■ **DATASET RECORDS**
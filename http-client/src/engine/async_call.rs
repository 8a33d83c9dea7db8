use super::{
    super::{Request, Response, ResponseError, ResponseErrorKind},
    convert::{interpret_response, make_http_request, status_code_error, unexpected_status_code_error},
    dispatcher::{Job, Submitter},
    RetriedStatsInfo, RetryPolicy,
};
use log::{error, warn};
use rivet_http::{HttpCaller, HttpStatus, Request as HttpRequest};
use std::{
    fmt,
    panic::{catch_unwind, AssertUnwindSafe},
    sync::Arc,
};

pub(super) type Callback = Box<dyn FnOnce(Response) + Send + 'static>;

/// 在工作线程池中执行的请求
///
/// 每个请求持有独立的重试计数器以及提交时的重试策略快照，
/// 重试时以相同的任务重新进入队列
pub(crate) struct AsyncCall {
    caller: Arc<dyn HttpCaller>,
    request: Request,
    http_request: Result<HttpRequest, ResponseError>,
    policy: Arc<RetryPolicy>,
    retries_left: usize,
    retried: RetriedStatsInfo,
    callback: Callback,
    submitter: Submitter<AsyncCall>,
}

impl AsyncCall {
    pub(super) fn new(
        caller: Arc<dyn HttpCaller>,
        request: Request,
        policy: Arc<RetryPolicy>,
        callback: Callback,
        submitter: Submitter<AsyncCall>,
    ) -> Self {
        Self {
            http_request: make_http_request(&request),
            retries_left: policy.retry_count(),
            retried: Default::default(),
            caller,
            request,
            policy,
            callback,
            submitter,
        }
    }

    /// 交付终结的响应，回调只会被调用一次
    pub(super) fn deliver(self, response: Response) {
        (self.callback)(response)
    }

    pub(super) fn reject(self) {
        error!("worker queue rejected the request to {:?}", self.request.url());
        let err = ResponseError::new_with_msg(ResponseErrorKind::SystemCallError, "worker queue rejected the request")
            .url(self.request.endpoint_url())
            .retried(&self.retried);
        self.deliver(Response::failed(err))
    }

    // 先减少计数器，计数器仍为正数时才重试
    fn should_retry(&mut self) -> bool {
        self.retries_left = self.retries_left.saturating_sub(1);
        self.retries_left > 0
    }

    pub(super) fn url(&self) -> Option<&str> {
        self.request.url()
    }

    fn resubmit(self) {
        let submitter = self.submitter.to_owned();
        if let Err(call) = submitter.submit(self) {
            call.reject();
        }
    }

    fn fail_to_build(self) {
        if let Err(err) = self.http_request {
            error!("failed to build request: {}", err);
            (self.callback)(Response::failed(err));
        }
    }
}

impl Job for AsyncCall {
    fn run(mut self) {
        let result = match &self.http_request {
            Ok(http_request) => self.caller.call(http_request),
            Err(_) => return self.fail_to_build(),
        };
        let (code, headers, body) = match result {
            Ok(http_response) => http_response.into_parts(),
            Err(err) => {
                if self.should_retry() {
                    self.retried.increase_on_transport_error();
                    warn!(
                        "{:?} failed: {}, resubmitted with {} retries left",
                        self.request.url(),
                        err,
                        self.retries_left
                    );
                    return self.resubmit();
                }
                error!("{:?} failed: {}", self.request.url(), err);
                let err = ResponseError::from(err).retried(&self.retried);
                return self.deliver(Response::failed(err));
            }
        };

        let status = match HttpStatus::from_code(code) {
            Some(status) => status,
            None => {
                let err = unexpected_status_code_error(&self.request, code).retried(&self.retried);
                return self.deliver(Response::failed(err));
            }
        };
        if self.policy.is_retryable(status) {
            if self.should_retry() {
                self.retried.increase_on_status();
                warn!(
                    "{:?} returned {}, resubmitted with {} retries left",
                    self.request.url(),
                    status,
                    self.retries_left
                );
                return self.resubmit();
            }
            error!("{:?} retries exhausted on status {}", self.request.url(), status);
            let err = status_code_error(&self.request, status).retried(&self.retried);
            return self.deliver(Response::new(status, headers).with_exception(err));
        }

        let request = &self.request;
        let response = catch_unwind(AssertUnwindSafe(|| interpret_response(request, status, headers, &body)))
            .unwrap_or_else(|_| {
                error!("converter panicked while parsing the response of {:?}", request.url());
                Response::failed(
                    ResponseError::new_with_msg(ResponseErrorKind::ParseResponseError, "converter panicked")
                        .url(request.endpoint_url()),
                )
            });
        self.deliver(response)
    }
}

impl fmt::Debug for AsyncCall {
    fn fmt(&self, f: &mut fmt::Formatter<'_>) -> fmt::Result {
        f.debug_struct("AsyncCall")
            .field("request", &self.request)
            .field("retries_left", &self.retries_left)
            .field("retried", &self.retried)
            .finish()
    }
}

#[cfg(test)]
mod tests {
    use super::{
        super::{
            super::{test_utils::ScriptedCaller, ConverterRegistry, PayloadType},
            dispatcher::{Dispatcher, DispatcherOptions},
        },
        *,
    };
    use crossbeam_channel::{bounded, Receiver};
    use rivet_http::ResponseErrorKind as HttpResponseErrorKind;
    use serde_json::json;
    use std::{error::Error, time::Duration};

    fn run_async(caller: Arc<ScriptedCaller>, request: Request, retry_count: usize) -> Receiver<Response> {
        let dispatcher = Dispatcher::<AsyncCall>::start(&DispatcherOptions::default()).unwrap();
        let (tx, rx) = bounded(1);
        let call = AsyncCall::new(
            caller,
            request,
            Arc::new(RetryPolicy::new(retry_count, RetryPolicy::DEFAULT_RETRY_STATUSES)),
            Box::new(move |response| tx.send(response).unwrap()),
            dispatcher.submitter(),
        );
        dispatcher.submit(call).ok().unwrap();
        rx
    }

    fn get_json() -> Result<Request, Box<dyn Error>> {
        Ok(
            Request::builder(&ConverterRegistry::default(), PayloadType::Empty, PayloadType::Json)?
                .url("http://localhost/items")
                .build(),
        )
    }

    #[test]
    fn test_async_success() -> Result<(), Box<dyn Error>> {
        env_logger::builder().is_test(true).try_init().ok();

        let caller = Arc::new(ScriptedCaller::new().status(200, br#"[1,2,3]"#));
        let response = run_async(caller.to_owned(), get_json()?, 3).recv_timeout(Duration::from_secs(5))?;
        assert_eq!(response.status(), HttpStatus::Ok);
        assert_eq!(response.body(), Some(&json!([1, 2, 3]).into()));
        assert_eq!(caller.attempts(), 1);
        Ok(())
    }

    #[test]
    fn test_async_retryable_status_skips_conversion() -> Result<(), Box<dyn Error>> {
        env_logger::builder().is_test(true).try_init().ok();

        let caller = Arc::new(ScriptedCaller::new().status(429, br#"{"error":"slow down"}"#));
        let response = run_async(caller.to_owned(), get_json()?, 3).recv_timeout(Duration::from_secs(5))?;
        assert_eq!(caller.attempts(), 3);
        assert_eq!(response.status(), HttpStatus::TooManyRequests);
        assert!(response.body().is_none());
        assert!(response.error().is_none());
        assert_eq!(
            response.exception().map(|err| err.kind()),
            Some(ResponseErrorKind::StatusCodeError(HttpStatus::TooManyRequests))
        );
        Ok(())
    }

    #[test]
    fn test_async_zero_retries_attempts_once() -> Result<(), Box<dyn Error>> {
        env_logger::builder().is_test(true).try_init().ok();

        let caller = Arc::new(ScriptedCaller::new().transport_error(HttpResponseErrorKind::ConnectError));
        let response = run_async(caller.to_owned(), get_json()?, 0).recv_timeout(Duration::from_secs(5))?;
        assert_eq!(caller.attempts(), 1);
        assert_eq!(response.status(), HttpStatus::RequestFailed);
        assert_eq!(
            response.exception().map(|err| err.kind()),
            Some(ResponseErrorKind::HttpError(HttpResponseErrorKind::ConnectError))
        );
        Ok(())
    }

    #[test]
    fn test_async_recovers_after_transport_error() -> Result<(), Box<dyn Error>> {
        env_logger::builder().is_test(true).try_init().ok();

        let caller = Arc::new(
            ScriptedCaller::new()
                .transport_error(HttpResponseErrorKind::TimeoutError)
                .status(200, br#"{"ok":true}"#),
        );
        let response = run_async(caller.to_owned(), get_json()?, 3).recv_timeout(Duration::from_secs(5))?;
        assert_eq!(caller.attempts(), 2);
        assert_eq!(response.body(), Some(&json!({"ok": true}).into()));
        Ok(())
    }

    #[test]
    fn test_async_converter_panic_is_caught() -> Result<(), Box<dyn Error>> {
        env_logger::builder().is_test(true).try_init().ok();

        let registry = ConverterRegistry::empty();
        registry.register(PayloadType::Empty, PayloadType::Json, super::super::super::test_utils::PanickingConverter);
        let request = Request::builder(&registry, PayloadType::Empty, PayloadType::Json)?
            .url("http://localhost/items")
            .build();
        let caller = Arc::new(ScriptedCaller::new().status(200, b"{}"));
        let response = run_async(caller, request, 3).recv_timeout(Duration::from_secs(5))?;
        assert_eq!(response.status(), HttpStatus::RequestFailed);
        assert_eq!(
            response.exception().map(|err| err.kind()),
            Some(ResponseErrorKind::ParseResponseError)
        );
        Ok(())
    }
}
---
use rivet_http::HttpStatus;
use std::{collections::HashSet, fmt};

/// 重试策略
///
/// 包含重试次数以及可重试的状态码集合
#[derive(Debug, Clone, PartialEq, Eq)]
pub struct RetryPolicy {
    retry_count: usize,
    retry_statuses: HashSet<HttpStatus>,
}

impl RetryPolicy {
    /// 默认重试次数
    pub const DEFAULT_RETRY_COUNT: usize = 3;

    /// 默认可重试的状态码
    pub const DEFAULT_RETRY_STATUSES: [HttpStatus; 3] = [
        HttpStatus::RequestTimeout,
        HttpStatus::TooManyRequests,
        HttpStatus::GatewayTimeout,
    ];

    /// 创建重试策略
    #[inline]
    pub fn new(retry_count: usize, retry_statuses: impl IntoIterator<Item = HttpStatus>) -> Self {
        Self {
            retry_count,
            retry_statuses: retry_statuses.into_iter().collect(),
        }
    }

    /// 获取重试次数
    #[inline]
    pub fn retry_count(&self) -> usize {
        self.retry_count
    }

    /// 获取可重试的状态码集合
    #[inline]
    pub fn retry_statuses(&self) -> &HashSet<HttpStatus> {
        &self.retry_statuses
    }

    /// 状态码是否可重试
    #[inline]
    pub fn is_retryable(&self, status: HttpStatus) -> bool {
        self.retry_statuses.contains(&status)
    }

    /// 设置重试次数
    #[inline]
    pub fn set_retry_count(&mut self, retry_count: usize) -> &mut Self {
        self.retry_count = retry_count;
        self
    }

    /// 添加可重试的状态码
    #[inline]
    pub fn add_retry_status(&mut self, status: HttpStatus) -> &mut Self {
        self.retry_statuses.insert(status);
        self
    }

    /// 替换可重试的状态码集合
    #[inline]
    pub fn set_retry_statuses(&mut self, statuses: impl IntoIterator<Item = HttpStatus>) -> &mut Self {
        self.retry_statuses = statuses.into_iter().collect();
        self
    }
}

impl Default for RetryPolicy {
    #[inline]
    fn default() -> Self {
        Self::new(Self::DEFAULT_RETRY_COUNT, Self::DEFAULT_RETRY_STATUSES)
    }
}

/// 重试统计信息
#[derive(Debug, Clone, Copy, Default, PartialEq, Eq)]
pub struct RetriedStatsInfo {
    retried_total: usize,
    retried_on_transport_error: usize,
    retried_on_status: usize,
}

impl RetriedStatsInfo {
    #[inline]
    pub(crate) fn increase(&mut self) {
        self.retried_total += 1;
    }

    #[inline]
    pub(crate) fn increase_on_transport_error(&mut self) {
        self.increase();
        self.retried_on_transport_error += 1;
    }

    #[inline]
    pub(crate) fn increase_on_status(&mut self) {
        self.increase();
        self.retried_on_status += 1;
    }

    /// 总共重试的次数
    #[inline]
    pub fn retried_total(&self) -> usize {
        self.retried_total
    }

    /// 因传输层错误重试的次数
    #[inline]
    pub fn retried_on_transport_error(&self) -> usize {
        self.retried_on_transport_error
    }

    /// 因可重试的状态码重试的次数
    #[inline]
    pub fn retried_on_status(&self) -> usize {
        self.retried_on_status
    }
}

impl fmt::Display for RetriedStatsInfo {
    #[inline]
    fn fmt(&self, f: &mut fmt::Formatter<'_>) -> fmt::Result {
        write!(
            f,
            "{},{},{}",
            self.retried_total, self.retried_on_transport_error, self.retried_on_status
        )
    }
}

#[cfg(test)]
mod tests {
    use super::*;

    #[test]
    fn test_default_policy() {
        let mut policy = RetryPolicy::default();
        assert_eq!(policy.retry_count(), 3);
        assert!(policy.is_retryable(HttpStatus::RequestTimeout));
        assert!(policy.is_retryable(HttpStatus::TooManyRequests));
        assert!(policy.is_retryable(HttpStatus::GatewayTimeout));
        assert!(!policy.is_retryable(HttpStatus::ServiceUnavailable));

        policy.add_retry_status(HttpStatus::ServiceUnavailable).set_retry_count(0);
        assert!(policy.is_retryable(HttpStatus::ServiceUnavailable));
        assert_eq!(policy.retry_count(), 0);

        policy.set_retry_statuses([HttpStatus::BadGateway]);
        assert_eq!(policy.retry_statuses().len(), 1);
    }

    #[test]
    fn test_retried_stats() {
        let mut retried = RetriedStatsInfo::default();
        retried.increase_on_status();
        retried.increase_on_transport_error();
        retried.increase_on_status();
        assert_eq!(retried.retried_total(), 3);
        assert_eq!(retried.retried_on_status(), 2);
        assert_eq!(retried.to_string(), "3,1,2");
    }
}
==
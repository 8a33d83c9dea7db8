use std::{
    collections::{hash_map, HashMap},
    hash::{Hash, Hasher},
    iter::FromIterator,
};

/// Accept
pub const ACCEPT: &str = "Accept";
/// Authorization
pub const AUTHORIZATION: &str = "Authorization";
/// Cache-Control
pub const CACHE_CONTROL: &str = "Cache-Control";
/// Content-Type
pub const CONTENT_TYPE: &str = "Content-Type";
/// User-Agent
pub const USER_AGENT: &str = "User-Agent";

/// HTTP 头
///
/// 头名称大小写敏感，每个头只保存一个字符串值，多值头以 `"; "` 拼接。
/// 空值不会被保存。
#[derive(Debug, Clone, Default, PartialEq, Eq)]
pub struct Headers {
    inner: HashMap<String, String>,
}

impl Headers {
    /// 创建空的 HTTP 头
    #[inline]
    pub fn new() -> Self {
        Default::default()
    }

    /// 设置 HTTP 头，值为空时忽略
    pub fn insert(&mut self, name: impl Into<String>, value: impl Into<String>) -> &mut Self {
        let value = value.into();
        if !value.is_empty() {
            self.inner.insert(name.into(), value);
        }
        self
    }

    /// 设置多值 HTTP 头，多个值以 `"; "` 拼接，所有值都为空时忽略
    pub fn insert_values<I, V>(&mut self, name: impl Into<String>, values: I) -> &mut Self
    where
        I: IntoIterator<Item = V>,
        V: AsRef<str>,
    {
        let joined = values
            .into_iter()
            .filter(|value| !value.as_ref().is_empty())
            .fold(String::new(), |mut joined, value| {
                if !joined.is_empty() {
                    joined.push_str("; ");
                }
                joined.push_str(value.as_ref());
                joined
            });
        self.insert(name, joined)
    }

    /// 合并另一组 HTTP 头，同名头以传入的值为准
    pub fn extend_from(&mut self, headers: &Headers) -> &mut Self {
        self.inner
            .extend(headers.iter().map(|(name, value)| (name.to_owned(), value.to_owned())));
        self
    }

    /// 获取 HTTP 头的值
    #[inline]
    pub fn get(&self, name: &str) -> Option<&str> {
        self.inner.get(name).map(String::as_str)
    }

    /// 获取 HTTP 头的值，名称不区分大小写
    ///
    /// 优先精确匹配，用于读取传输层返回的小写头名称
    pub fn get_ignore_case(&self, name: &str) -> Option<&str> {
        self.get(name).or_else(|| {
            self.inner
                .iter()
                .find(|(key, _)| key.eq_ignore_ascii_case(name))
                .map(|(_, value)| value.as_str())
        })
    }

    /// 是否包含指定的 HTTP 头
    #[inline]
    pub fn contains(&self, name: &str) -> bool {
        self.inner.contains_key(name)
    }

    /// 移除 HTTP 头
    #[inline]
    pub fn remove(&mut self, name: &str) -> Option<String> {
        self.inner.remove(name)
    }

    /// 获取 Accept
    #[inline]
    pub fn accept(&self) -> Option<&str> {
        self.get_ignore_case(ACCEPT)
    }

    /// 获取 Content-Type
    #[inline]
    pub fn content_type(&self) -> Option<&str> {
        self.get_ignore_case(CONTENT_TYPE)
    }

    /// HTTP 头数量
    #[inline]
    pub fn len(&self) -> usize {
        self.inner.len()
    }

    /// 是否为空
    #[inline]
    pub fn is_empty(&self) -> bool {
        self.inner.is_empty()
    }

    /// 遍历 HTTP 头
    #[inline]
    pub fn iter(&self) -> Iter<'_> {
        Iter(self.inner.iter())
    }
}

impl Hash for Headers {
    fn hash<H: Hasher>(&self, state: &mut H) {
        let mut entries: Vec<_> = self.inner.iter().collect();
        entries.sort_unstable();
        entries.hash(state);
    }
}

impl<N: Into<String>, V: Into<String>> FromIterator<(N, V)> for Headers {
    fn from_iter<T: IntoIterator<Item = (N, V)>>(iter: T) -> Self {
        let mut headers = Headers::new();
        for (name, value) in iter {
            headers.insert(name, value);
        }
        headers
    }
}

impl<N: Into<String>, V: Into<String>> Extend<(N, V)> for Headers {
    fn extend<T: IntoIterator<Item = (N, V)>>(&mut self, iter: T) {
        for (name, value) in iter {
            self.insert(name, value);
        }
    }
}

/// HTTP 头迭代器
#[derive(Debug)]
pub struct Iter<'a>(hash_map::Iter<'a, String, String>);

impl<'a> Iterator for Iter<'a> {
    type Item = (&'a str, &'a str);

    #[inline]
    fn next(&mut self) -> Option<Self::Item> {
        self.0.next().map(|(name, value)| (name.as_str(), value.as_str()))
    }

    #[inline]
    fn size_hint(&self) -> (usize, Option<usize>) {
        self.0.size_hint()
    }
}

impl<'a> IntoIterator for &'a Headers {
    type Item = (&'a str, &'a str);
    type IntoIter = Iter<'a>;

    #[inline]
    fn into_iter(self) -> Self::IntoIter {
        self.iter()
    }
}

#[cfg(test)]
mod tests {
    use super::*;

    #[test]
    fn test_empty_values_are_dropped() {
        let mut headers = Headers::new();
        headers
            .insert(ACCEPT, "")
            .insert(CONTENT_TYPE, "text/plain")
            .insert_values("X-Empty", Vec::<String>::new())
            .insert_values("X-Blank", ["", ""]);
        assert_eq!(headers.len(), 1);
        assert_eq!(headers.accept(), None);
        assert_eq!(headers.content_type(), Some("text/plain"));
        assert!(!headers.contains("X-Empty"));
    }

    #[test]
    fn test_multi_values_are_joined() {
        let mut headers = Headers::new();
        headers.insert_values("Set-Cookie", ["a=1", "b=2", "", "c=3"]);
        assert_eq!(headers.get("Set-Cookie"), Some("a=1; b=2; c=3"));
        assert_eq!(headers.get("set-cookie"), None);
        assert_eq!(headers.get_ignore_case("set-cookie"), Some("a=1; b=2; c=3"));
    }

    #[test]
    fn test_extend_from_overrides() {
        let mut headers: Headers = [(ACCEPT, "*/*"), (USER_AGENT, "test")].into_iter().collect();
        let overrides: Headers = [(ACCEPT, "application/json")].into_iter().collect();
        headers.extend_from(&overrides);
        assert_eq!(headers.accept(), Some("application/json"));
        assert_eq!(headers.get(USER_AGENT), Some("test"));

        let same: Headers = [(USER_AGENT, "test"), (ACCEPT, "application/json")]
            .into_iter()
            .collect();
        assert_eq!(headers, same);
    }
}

■ **WORK TASK**
Within the listing above, the range opens at the line with "filename http-client/src/engine/async_call.rs" and closes at the line with "self.retries_left = self.retries_left.saturating_sub(1);". Reproduce exactly the lines of that range, including both ends.

■ **SOLUTION**
filename http-client/src/engine/async_call.rs
repository 8a33d83c9dea7db8
use super::{
    super::{Request, Response, ResponseError, ResponseErrorKind},
    convert::{interpret_response, make_http_request, status_code_error, unexpected_status_code_error},
    dispatcher::{Job, Submitter},
    RetriedStatsInfo, RetryPolicy,
};
use log::{error, warn};
use rivet_http::{HttpCaller, HttpStatus, Request as HttpRequest};
use std::{
    fmt,
    panic::{catch_unwind, AssertUnwindSafe},
    sync::Arc,
};

pub(super) type Callback = Box<dyn FnOnce(Response) + Send + 'static>;

/// 在工作线程池中执行的请求
///
/// 每个请求持有独立的重试计数器以及提交时的重试策略快照，
/// 重试时以相同的任务重新进入队列
pub(crate) struct AsyncCall {
    caller: Arc<dyn HttpCaller>,
    request: Request,
    http_request: Result<HttpRequest, ResponseError>,
    policy: Arc<RetryPolicy>,
    retries_left: usize,
    retried: RetriedStatsInfo,
    callback: Callback,
    submitter: Submitter<AsyncCall>,
}

impl AsyncCall {
    pub(super) fn new(
        caller: Arc<dyn HttpCaller>,
        request: Request,
        policy: Arc<RetryPolicy>,
        callback: Callback,
        submitter: Submitter<AsyncCall>,
    ) -> Self {
        Self {
            http_request: make_http_request(&request),
            retries_left: policy.retry_count(),
            retried: Default::default(),
            caller,
            request,
            policy,
            callback,
            submitter,
        }
    }

    /// 交付终结的响应，回调只会被调用一次
    pub(super) fn deliver(self, response: Response) {
        (self.callback)(response)
    }

    pub(super) fn reject(self) {
        error!("worker queue rejected the request to {:?}", self.request.url());
        let err = ResponseError::new_with_msg(ResponseErrorKind::SystemCallError, "worker queue rejected the request")
            .url(self.request.endpoint_url())
            .retried(&self.retried);
        self.deliver(Response::failed(err))
    }

    // 先减少计数器，计数器仍为正数时才重试
    fn should_retry(&mut self) -> bool {
        self.retries_left = self.retries_left.saturating_sub(1);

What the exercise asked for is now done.